**ASSIGNMENT**
Filter this material down to the lines that contain the string "AsRef", and return those lines.
(THE INPUT)
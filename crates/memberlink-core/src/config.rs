//! Runtime configuration.

use std::fs;
use std::path::Path;
use std::time::Duration;

use serde::{Deserialize, Serialize};
use tracing::{info, warn};

use crate::error::ConfigError;

/// Root configuration.
#[derive(Debug, Clone, Default, PartialEq, Serialize, Deserialize)]
#[serde(default)]
pub struct MemberlinkConfig {
    pub subscription: SubscriptionConfig,
    pub time_shift: TimeShiftConfig,
}

/// Member subscription timers.
#[derive(Debug, Clone, PartialEq, Serialize, Deserialize)]
#[serde(default)]
pub struct SubscriptionConfig {
    /// How long a subscribed candidate has to report data (default: 10000).
    pub confirmation_timeout_ms: u64,

    /// How long a member may stay away before re-subscribing (default: 10000).
    pub away_timeout_ms: u64,
}

impl Default for SubscriptionConfig {
    fn default() -> Self {
        Self {
            confirmation_timeout_ms: 10_000,
            away_timeout_ms: 10_000,
        }
    }
}

impl SubscriptionConfig {
    pub fn confirmation_timeout(&self) -> Duration {
        Duration::from_millis(self.confirmation_timeout_ms)
    }

    pub fn away_timeout(&self) -> Duration {
        Duration::from_millis(self.away_timeout_ms)
    }
}

/// Time-shift retry and reporting settings.
#[derive(Debug, Clone, PartialEq, Serialize, Deserialize)]
#[serde(default)]
pub struct TimeShiftConfig {
    /// Delay before re-running setup after a failure (default: 10000).
    pub retry_delay_ms: u64,

    /// Retry bound for relative (offset) points in time (default: 3).
    pub relative_max_retries: u32,

    /// Minimum spacing of playback head updates (default: 500).
    pub playback_head_interval_ms: u64,
}

impl Default for TimeShiftConfig {
    fn default() -> Self {
        Self {
            retry_delay_ms: 10_000,
            relative_max_retries: 3,
            playback_head_interval_ms: 500,
        }
    }
}

impl TimeShiftConfig {
    pub fn retry_delay(&self) -> Duration {
        Duration::from_millis(self.retry_delay_ms)
    }

    pub fn playback_head_interval(&self) -> Duration {
        Duration::from_millis(self.playback_head_interval_ms)
    }
}

impl MemberlinkConfig {
    /// Parse configuration from a JSON string.
    pub fn from_json_str(contents: &str) -> Result<Self, ConfigError> {
        let config: Self = serde_json::from_str(contents)?;
        config.validate()?;
        Ok(config)
    }

    /// Load configuration from a JSON file.
    pub fn load_from_file<P: AsRef<Path>>(path: P) -> Result<Self, ConfigError> {
        let contents = fs::read_to_string(path.as_ref())?;
        let config = Self::from_json_str(&contents)?;
        info!(path = %path.as_ref().display(), "Loaded configuration");
        Ok(config)
    }

    /// Load configuration, falling back to defaults if the file is missing or invalid.
    pub fn load_or_default<P: AsRef<Path>>(path: P) -> Self {
        Self::load_from_file(path.as_ref()).unwrap_or_else(|e| {
            warn!(path = %path.as_ref().display(), "Using default configuration: {}", e);
            Self::default()
        })
    }

    /// Reject values that would make the timers meaningless.
    pub fn validate(&self) -> Result<(), ConfigError> {
        if self.subscription.confirmation_timeout_ms == 0 {
            return Err(ConfigError::Invalid(
                "subscription.confirmation_timeout_ms must be positive".to_string(),
            ));
        }
        if self.subscription.away_timeout_ms == 0 {
            return Err(ConfigError::Invalid(
                "subscription.away_timeout_ms must be positive".to_string(),
            ));
        }
        if self.time_shift.retry_delay_ms == 0 {
            return Err(ConfigError::Invalid(
                "time_shift.retry_delay_ms must be positive".to_string(),
            ));
        }
        Ok(())
    }
}

#[cfg(test)]
mod tests {
    use super::*;

    #[test]
    fn defaults_match_documented_timers() {
        let config = MemberlinkConfig::default();
        assert_eq!(config.subscription.confirmation_timeout(), Duration::from_secs(10));
        assert_eq!(config.subscription.away_timeout(), Duration::from_secs(10));
        assert_eq!(config.time_shift.retry_delay(), Duration::from_secs(10));
        assert_eq!(config.time_shift.relative_max_retries, 3);
        assert_eq!(
            config.time_shift.playback_head_interval(),
            Duration::from_millis(500)
        );
    }

    #[test]
    fn partial_json_keeps_defaults() {
        let config =
            MemberlinkConfig::from_json_str(r#"{ "subscription": { "away_timeout_ms": 2500 } }"#)
                .unwrap();
        assert_eq!(config.subscription.away_timeout_ms, 2500);
        assert_eq!(config.subscription.confirmation_timeout_ms, 10_000);
        assert_eq!(config.time_shift, TimeShiftConfig::default());
    }

    #[test]
    fn zero_retry_delay_is_rejected() {
        let result = MemberlinkConfig::from_json_str(r#"{ "time_shift": { "retry_delay_ms": 0 } }"#);
        assert!(matches!(result, Err(ConfigError::Invalid(_))));
    }

    #[test]
    fn missing_file_falls_back_to_defaults() {
        let config = MemberlinkConfig::load_or_default("definitely/not/here.json");
        assert_eq!(config, MemberlinkConfig::default());
    }
}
(End THE INPUT)
**THE ANSWER**
    pub fn load_from_file<P: AsRef<Path>>(path: P) -> Result<Self, ConfigError> {
    pub fn load_or_default<P: AsRef<Path>>(path: P) -> Self {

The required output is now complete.